Please give back word for word the lines below, from the first one through the one with "current snapshot to".
Segment Open
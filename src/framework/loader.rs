//! # Resource Loaders
//!
//! A [`ResourceLoader`] is a binding with a name. Every render broadcasts the binding's
//! current snapshot to the child views under that name, as a [`ResourceProp`], so a view
//! asks for `"user"` or `"product"` and never learns where the value came from.
//!
//! The "current user" of an application is not ambient state: it is a loader over a fixed
//! key, created at the top of the tree and passed down explicitly.

use super::binding::AsyncResourceBinding;
use super::descriptor::{params, Child, Prop, ResourceProp};
use super::fetch::Fetch;
use super::inject::broadcast;
use super::state::{ResourceState, ResourceStatus};
use serde::Serialize;
use std::fmt::Debug;
use std::sync::Arc;
use tokio::sync::watch;

/// When a loader hands its children to the host.
#[derive(Debug, Clone, Copy, Default, PartialEq, Eq)]
pub enum MountPolicy {
    /// Children are rendered in every state; they see `Loading` and `Error` themselves.
    #[default]
    Always,
    /// Nothing is rendered until the resource is `Ready`.
    WhenReady,
}

/// Fetches one named resource and injects it into child views.
pub struct ResourceLoader<K, T> {
    name: String,
    binding: AsyncResourceBinding<K, T>,
    policy: MountPolicy,
}

impl<K, T> ResourceLoader<K, T>
where
    K: Clone + PartialEq + Debug + Send + Sync + 'static,
    T: Clone + Send + Sync + 'static,
{
    pub fn new(name: impl Into<String>, fetch: impl Fetch<K, T> + 'static) -> Self {
        Self::from_arc(name, Arc::new(fetch))
    }

    pub fn from_arc(name: impl Into<String>, fetch: Arc<dyn Fetch<K, T>>) -> Self {
        Self {
            name: name.into(),
            binding: AsyncResourceBinding::from_arc(fetch),
            policy: MountPolicy::Always,
        }
    }

    /// Switches to [`MountPolicy::WhenReady`].
    pub fn mount_when_ready(mut self) -> Self {
        self.policy = MountPolicy::WhenReady;
        self
    }

    pub fn name(&self) -> &str {
        &self.name
    }

    pub fn policy(&self) -> MountPolicy {
        self.policy
    }

    /// See [`AsyncResourceBinding::bind`].
    pub fn bind(&self, key: K) -> ResourceState<T> {
        self.binding.bind(key)
    }

    pub fn binding(&self) -> &AsyncResourceBinding<K, T> {
        &self.binding
    }

    pub fn status(&self) -> ResourceStatus {
        self.binding.status()
    }

    pub fn subscribe(&self) -> watch::Receiver<ResourceState<T>> {
        self.binding.subscribe()
    }

    pub async fn settled(&self) -> ResourceState<T> {
        self.binding.settled().await
    }
}

impl<K, T> ResourceLoader<K, T>
where
    K: Clone + PartialEq + Debug + Send + Sync + 'static,
    T: Clone + Serialize + Send + Sync + 'static,
{
    /// The parameter views receive under [`name`](Self::name).
    pub fn prop(&self) -> ResourceProp {
        ResourceProp::from_state(&self.binding.snapshot())
    }

    /// New children with the current snapshot injected under the resource name.
    ///
    /// Under [`MountPolicy::WhenReady`] this is empty until the resource is `Ready`.
    pub fn render(&self, children: &[Child]) -> Vec<Child> {
        let prop = self.prop();
        if self.policy == MountPolicy::WhenReady && !prop.is_ready() {
            return Vec::new();
        }
        broadcast(children, &params([(self.name.clone(), Prop::Resource(prop))]))
    }
}

#[cfg(test)]
mod tests {
    use super::*;
    use crate::framework::mock::{create_mock_source, expect_read, MockSource};
    use crate::framework::{from_fn, FetchError, ViewDescriptor};
    use serde_json::{json, Value};

    fn children() -> Vec<Child> {
        vec![
            ViewDescriptor::new("UserInfo").into(),
            Child::text("--"),
            ViewDescriptor::new("Greeting").into(),
        ]
    }

    #[tokio::test]
    async fn test_placeholder_replaced_by_value() {
        let (source, mut requests) = create_mock_source::<u32, Value>(10);
        let loader = ResourceLoader::new("user", source);
        loader.bind(1);

        let before = loader.render(&children());
        for child in before.iter().filter(|c| c.is_view()) {
            let user = child.as_view().unwrap().resource("user").unwrap();
            assert_eq!(user.status, ResourceStatus::Loading);
            assert_eq!(user.value, Value::Null);
        }

        let (_, responder) = expect_read(&mut requests).await.unwrap();
        responder.send(Ok(json!({"name": "Ann", "age": 54}))).unwrap();
        loader.settled().await;

        let after = loader.render(&children());
        for child in after.iter().filter(|c| c.is_view()) {
            let user = child.as_view().unwrap().resource("user").unwrap();
            assert!(user.is_ready());
            assert_eq!(user.value["name"], "Ann");
        }
        // The earlier render still holds its own placeholder.
        let old = before[0].as_view().unwrap().resource("user").unwrap();
        assert_eq!(old.status, ResourceStatus::Loading);
        assert!(matches!(&after[1], Child::Text(t) if t == "--"));
    }

    #[tokio::test]
    async fn test_error_is_rendered_not_raised() {
        let mut mock = MockSource::<u32, Value>::new();
        mock.expect_read(404).return_err(FetchError::NotFound("user 404".into()));
        let loader = ResourceLoader::new("user", mock.source());
        loader.bind(404);
        loader.settled().await;

        let rendered = loader.render(&children());
        let user = rendered[0].as_view().unwrap().resource("user").unwrap();
        assert_eq!(user.status, ResourceStatus::Error);
        assert_eq!(user.error.as_deref(), Some("Resource not found: user 404"));
        mock.verify();
    }

    #[tokio::test]
    async fn test_mount_when_ready_waits() {
        let (source, mut requests) = create_mock_source::<u32, Value>(10);
        let loader = ResourceLoader::new("user", source).mount_when_ready();
        assert_eq!(loader.policy(), MountPolicy::WhenReady);

        loader.bind(2);
        assert!(loader.render(&children()).is_empty());

        let (_, responder) = expect_read(&mut requests).await.unwrap();
        responder.send(Ok(json!({"name": "Bo"}))).unwrap();
        loader.settled().await;
        assert_eq!(loader.render(&children()).len(), 3);
    }

    #[tokio::test]
    async fn test_loader_over_local_function() {
        let storage = Arc::new(std::collections::HashMap::from([(
            "message".to_string(),
            "Hello".to_string(),
        )]));
        let source = from_fn(move |key: String| {
            let storage = Arc::clone(&storage);
            async move {
                storage
                    .get(&key)
                    .cloned()
                    .ok_or(FetchError::NotFound(key))
            }
        });
        let loader = ResourceLoader::new("message", source);
        loader.bind("message".to_string());
        assert_eq!(loader.settled().await, ResourceState::Ready("Hello".to_string()));
        assert_eq!(loader.prop().decode::<String>(), Some("Hello".to_string()));
    }
}
//! # Resource State
//!
//! The lifecycle of one fetched value: `Uninitialized → Loading → Ready | Error`,
//! re-entering `Loading` when the binding is re-keyed or refetched.
//!
//! [`ResourceState`] carries the value or the error inside the variant, so "value present
//! only when `Ready`, error present only when `Error`" holds by construction.

use super::error::FetchError;
use serde::Serialize;

/// Discriminant of a [`ResourceState`].
#[derive(Debug, Clone, Copy, PartialEq, Eq, Hash, Serialize)]
pub enum ResourceStatus {
    Uninitialized,
    Loading,
    Ready,
    Error,
}

/// Snapshot of a binding.
#[derive(Debug, Clone, Default, PartialEq)]
pub enum ResourceState<T> {
    /// No fetch has been started.
    #[default]
    Uninitialized,
    /// A fetch is in flight.
    Loading,
    /// The last fetch succeeded.
    Ready(T),
    /// The last fetch failed.
    Error(FetchError),
}

impl<T> ResourceState<T> {
    pub fn status(&self) -> ResourceStatus {
        match self {
            Self::Uninitialized => ResourceStatus::Uninitialized,
            Self::Loading => ResourceStatus::Loading,
            Self::Ready(_) => ResourceStatus::Ready,
            Self::Error(_) => ResourceStatus::Error,
        }
    }

    pub fn is_loading(&self) -> bool {
        matches!(self, Self::Loading)
    }

    pub fn is_ready(&self) -> bool {
        matches!(self, Self::Ready(_))
    }

    /// True once a fetch has settled either way.
    pub fn is_settled(&self) -> bool {
        matches!(self, Self::Ready(_) | Self::Error(_))
    }

    /// Get reference to ready value
    pub fn value(&self) -> Option<&T> {
        match self {
            Self::Ready(v) => Some(v),
            _ => None,
        }
    }

    /// Get the error if present
    pub fn error(&self) -> Option<&FetchError> {
        match self {
            Self::Error(e) => Some(e),
            _ => None,
        }
    }

    pub fn map<U, F: FnOnce(T) -> U>(self, f: F) -> ResourceState<U> {
        match self {
            Self::Uninitialized => ResourceState::Uninitialized,
            Self::Loading => ResourceState::Loading,
            Self::Ready(v) => ResourceState::Ready(f(v)),
            Self::Error(e) => ResourceState::Error(e),
        }
    }
}

impl<T> From<Result<T, FetchError>> for ResourceState<T> {
    fn from(result: Result<T, FetchError>) -> Self {
        match result {
            Ok(v) => Self::Ready(v),
            Err(e) => Self::Error(e),
        }
    }
}

#[cfg(test)]
mod tests {
    use super::*;

    #[test]
    fn test_value_and_error_follow_status() {
        let ready = ResourceState::Ready(7);
        assert_eq!(ready.status(), ResourceStatus::Ready);
        assert_eq!(ready.value(), Some(&7));
        assert!(ready.error().is_none());

        let failed: ResourceState<i32> = Err(FetchError::Transport("down".into())).into();
        assert_eq!(failed.status(), ResourceStatus::Error);
        assert!(failed.value().is_none());
        assert!(failed.is_settled());

        let loading: ResourceState<i32> = ResourceState::Loading;
        assert!(loading.value().is_none() && loading.error().is_none());
        assert!(!loading.is_settled());
    }

    #[test]
    fn test_map_keeps_status() {
        let state = ResourceState::Ready(2).map(|v| v * 10);
        assert_eq!(state, ResourceState::Ready(20));
        let state: ResourceState<i32> = ResourceState::<i32>::Loading.map(|v| v + 1);
        assert_eq!(state.status(), ResourceStatus::Loading);
    }
}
Segment Closed
▶ [Answer for the task]
filename src/framework/loader.rs
//! # Resource Loaders
//!
//! A [`ResourceLoader`] is a binding with a name. Every render broadcasts the binding's
//! current snapshot to the child views under that name, as a [`ResourceProp`], so a view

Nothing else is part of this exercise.